Pulei da bancada e dei as costas para ela. Achei melhor ir checar os pãezinhos em vez de olhar para seu rosto tão rapidamente. Sabe-se lá o que Regina poderia ler em meus olhos.

— Oi, minha filha! Chegou na hora certa — Cora saudou-o com entusiasmo, indo até ela para dar-lhe um abraço. Não deixei de observar que Regina retribuiu da mesma maneira. — A Emma acabou de preparar uma receita nova, típica lá do Brasil, sabe? Pão de queijo.

Endireitei o corpo e olhei para ela. Não posso afirmar se o que vi foi real ou se minha imaginação hiperativa me levou a enxergar aquilo, mas tenho quase certeza de que os batimentos cardíacos de Regina passaram por uma ligeira alterada. Não sou paranormal, não leio pensamentos nem tenho pressentimentos, mas parece que a veia da testa dela ficou mais alta. Só isso, e só talvez; não estou afirmando.

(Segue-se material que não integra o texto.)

use anyhow::Result;

/// Main entry point
#[tokio::main]
async fn main() -> Result<()> {
    websearch::cli::run().await
}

Outro detalhe: Regina estava de roupa social. Era a primeira vez que eu a via assim. Como defini-la? Maravilhosamente sexy, talvez.

Então ela se aproximou devagar e estendeu o braço em minha direção. Ela vai me tocar! Pensei, excitada demais para meu gosto. E foi exatamente isso que Regina fez, mas não para um carinho nem nada. Com o polegar, ela limpou algo que estava sobre meu nariz, bem na ponta.

– Farinha. — Disse ela, sorrindo com apenas um dos cantos da boca.

Afastei-me depressa, levando automaticamente uma das mãos ao nariz. Roxa de vergonha — e com o coração aos pulos —, agradeci, meio sem jeito, voltando a olhar para o forno. Eu não queria tentar explicar o frio na barriga que senti quando ela encostou o dedo em mim.

— O pão de queijo está pronto — anunciei. — Espero que esteja bom.

Cora me ajudou a retirar o tabuleiro do forno. Pela cara, os pãezinhos só poderiam estar ótimos. Regina, posicionada estrategicamente atrás de mim, perguntou:

— Desde quando você sabe cozinhar?

Ainda sem encará-la, fui retirando os pãezinhos, um a um, e ajeitando-os numa cesta de palha, delicadamente forrada com um pano bordado à mão.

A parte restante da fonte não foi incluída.